O Itaú BBA reduziu as estimativas de lucro para o Banco do Brasil (BBAS3) devido a pressões no agronegócio e endividamento, mantendo cautela sobre as ações.
O Itaú BBA revisou para baixo suas projeções de lucro para o Banco do Brasil (BBAS3), estabelecendo um novo patamar de R$ 21 bilhões para 2026, com um preço-alvo de R$ 22 por ação. A decisão reflete a crescente pressão sobre o setor do agronegócio, que enfrenta desafios como o excesso de oferta de grãos e a valorização do real, impactando diretamente as margens dos produtores e, consequentemente, o desempenho financeiro do banco. Além disso, o cenário geopolítico, marcado pelo conflito no Oriente Médio e a volatilidade dos preços dos combustíveis, agrava a situação, exigindo maiores provisões por parte do BB.

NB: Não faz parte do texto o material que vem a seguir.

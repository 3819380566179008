use std::sync::{
    Arc, Mutex,
    atomic::{AtomicBool, Ordering},
};
use std::thread::JoinHandle;
use std::time::Duration;

use actix_cors::Cors;
use actix_web::{App, HttpServer, web};
use chrono::{DateTime, FixedOffset, Local};

use crate::adapters::api::{ApiState, configure_routes};
use crate::adapters::bin_fixture_file::FixtureFileBinSource;
use crate::adapters::bin_source::{BinSource, BinSourceError, HttpBinSource};
use crate::adapters::db::{SqliteBinCache, open_connection, run_migrations};
use crate::app::config::{AppConfig, SourceConfig};
use crate::app::error::AppError;
use crate::app::services::{BinCommandHandler, BinRegistry};
use crate::domain::bin_record::BinRecord;
use crate::domain::timestamp::Clock;

#[derive(Debug, Clone, Copy)]
pub struct SystemClock;

impl Clock for SystemClock {
    fn now(&self) -> DateTime<FixedOffset> {
        Local::now().fixed_offset()
    }
}

/// Source selected by configuration; fixture files replace the backend in dev setups.
pub enum ConfiguredSource {
    Http(HttpBinSource),
    FixtureFile(FixtureFileBinSource),
}

impl BinSource for ConfiguredSource {
    fn fetch_bins(&self) -> Result<Vec<BinRecord>, BinSourceError> {
        match self {
            Self::Http(source) => source.fetch_bins(),
            Self::FixtureFile(source) => source.fetch_bins(),
        }
    }

    fn create_bin(&self, bin: &BinRecord) -> Result<BinRecord, BinSourceError> {
        match self {
            Self::Http(source) => source.create_bin(bin),
            Self::FixtureFile(source) => source.create_bin(bin),
        }
    }

    fn update_bin(&self, bin: &BinRecord) -> Result<BinRecord, BinSourceError> {
        match self {
            Self::Http(source) => source.update_bin(bin),
            Self::FixtureFile(source) => source.update_bin(bin),
        }
    }
}

pub fn build_source(config: &SourceConfig) -> Result<ConfiguredSource, AppError> {
    match config {
        SourceConfig::Http {
            api_url,
            api_token,
            timeout_ms,
        } => {
            if api_token.is_none() {
                tracing::warn!("BINS_API_TOKEN is not set, backend calls will be skipped");
            }
            HttpBinSource::new(
                api_url,
                api_token.clone(),
                Duration::from_millis(*timeout_ms),
            )
            .map(ConfiguredSource::Http)
            .map_err(AppError::source_init)
        }
        SourceConfig::FixtureFile { path } => {
            tracing::info!(path = %path, "using bin fixture file instead of backend");
            FixtureFileBinSource::from_file(path)
                .map(ConfiguredSource::FixtureFile)
                .map_err(AppError::source_init)
        }
    }
}

pub fn build_cache(db_path: &str) -> Result<SqliteBinCache, AppError> {
    if let Some(parent) = std::path::Path::new(db_path).parent()
        && !parent.as_os_str().is_empty()
    {
        std::fs::create_dir_all(parent).map_err(AppError::database_init)?;
    }

    let mut connection = open_connection(db_path).map_err(AppError::database_init)?;
    run_migrations(&mut connection).map_err(AppError::database_init)?;

    Ok(SqliteBinCache::new(Arc::new(Mutex::new(connection))))
}

struct Runtime {
    registry: Arc<BinRegistry>,
    cache: SqliteBinCache,
}

fn build_runtime(config: &AppConfig) -> Result<Runtime, AppError> {
    let cache = build_cache(&config.db_path)?;
    let source = build_source(&config.source)?;

    Ok(Runtime {
        registry: Arc::new(BinRegistry::new(source, cache.clone(), SystemClock)),
        cache,
    })
}

pub fn start_poller(
    registry: Arc<BinRegistry>,
    poll_interval: Duration,
    stop_flag: Arc<AtomicBool>,
) -> JoinHandle<()> {
    std::thread::spawn(move || {
        while !stop_flag.load(Ordering::Relaxed) {
            match registry.refresh() {
                Ok(summary) => tracing::debug!(
                    origin = ?summary.origin,
                    received = summary.received,
                    published = summary.published,
                    "poll cycle completed"
                ),
                Err(error) => tracing::warn!(error = %error, "poll cycle failed"),
            }
            sleep_unless_stopped(poll_interval, &stop_flag);
        }
    })
}

fn sleep_unless_stopped(interval: Duration, stop_flag: &AtomicBool) {
    const STEP: Duration = Duration::from_millis(100);

    let mut remaining = interval;
    while !remaining.is_zero() && !stop_flag.load(Ordering::Relaxed) {
        let step = remaining.min(STEP);
        std::thread::sleep(step);
        remaining -= step;
    }
}

pub fn run(config: AppConfig) -> Result<(), AppError> {
    let runtime = build_runtime(&config)?;

    let stop_flag = Arc::new(AtomicBool::new(false));
    let poller_handle = start_poller(
        Arc::clone(&runtime.registry),
        Duration::from_millis(config.poll_interval_ms),
        Arc::clone(&stop_flag),
    );

    let server_result = serve(&config.http_bind, &runtime);

    stop_flag.store(true, Ordering::Relaxed);
    if poller_handle.join().is_err() {
        return Err(AppError::runtime("poller thread panicked"));
    }

    server_result
}

pub fn run_service(config: AppConfig) -> Result<(), AppError> {
    let runtime = build_runtime(&config)?;

    let stop_flag = Arc::new(AtomicBool::new(false));
    let poller_handle = start_poller(
        Arc::clone(&runtime.registry),
        Duration::from_millis(config.poll_interval_ms),
        Arc::clone(&stop_flag),
    );

    tracing::info!("bin poller running, press ctrl-c to stop");
    let signal_result =
        actix_web::rt::System::new().block_on(async { actix_web::rt::signal::ctrl_c().await });

    stop_flag.store(true, Ordering::Relaxed);
    if poller_handle.join().is_err() {
        return Err(AppError::runtime("poller thread panicked"));
    }

    signal_result.map_err(AppError::runtime)
}

pub fn run_api(config: AppConfig) -> Result<(), AppError> {
    let runtime = build_runtime(&config)?;

    match runtime.registry.refresh() {
        Ok(summary) => tracing::info!(
            origin = ?summary.origin,
            published = summary.published,
            "initial bin list loaded"
        ),
        Err(error) => tracing::warn!(error = %error, "initial bin refresh failed"),
    }

    serve(&config.http_bind, &runtime)
}

// The caller's `runtime` must outlive the actix system: the last registry
// handle may not be dropped on an async worker.
fn serve(bind: &str, runtime: &Runtime) -> Result<(), AppError> {
    let api_state = ApiState {
        bins: Arc::clone(&runtime.registry),
        cache: runtime.cache.clone(),
    };

    tracing::info!(bind = %bind, "http server starting");

    actix_web::rt::System::new()
        .block_on(async move {
            HttpServer::new(move || {
                App::new()
                    .wrap(
                        Cors::default()
                            .allow_any_origin()
                            .allow_any_method()
                            .allow_any_header()
                            .max_age(3600),
                    )
                    .app_data(web::Data::new(api_state.clone()))
                    .configure(configure_routes)
            })
            .bind(bind)?
            .run()
            .await
        })
        .map_err(AppError::runtime)
}

#[cfg(test)]
mod tests {
    use std::sync::Arc;
    use std::sync::atomic::{AtomicBool, Ordering};
    use std::time::{Duration, Instant};

    use crate::app::config::SourceConfig;
    use crate::app::services::{BinQueryHandler, BinRegistry};
    use crate::test_support::{FakeBinCache, FakeClock};

    use super::{build_cache, build_source, start_poller};

    fn fixture_registry(cache: FakeBinCache) -> BinRegistry {
        let source = build_source(&SourceConfig::FixtureFile {
            path: format!(
                "{}/testdata/fixtures/single_shot.json",
                env!("CARGO_MANIFEST_DIR")
            ),
        })
        .expect("fixture source should load");
        BinRegistry::new(source, cache, FakeClock::at("2026-02-20T12:00:00+05:00"))
    }

    #[test]
    fn poller_publishes_fixture_bins_and_stops_on_flag() {
        let cache = FakeBinCache::default();
        let registry = Arc::new(fixture_registry(cache.clone()));
        let stop_flag = Arc::new(AtomicBool::new(false));

        let handle = start_poller(
            Arc::clone(&registry),
            Duration::from_millis(20),
            Arc::clone(&stop_flag),
        );

        let deadline = Instant::now() + Duration::from_secs(5);
        while registry.list_bins().expect("list").is_empty() && Instant::now() < deadline {
            std::thread::sleep(Duration::from_millis(10));
        }
        stop_flag.store(true, Ordering::Relaxed);
        handle.join().expect("poller thread should stop cleanly");

        let ids: Vec<String> = registry
            .list_bins()
            .expect("list")
            .into_iter()
            .map(|bin| bin.id)
            .collect();
        assert_eq!(ids, vec!["1".to_string(), "2".to_string()]);
        assert!(!cache.saved().is_empty());
    }

    #[test]
    fn poller_exits_promptly_during_long_interval() {
        let registry = Arc::new(fixture_registry(FakeBinCache::default()));
        let stop_flag = Arc::new(AtomicBool::new(false));

        let handle = start_poller(
            registry,
            Duration::from_secs(600),
            Arc::clone(&stop_flag),
        );
        std::thread::sleep(Duration::from_millis(50));

        let stopped_at = Instant::now();
        stop_flag.store(true, Ordering::Relaxed);
        handle.join().expect("poller thread should stop cleanly");

        assert!(stopped_at.elapsed() < Duration::from_secs(2));
    }

    #[test]
    fn missing_fixture_file_fails_source_init() {
        let result = build_source(&SourceConfig::FixtureFile {
            path: "./testdata/fixtures/does_not_exist.json".to_string(),
        });

        assert!(matches!(
            result,
            Err(crate::app::AppError::SourceInit(_))
        ));
    }

    #[test]
    fn build_cache_creates_parent_dirs_and_migrates() {
        let dir = tempfile::tempdir().expect("tempdir should be created");
        let db_path = dir.path().join("nested/cache/bins.db");

        let cache = build_cache(db_path.to_string_lossy().as_ref()).expect("cache should build");
        let version = cache
            .with_connection(crate::adapters::db::schema_version)
            .expect("version should be queryable");

        assert_eq!(version, crate::adapters::db::LATEST_SCHEMA_VERSION);
    }
}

O relatório do BBA destaca que, embora as ações do Banco do Brasil tenham apresentado valorização em 2026, esse movimento é atribuído principalmente a fluxos de capital para mercados emergentes, e não a uma melhoria nos fundamentos da empresa. Diante desse panorama, o BBA adota uma postura cautelosa em relação a BBAS3, sugerindo que os investidores busquem companhias com maior visibilidade e um momentum de lucros mais robusto. No setor bancário, as recomendações de "Outperform" do BBA incluem Bradesco (BBDC4) e Nubank (ROXO34).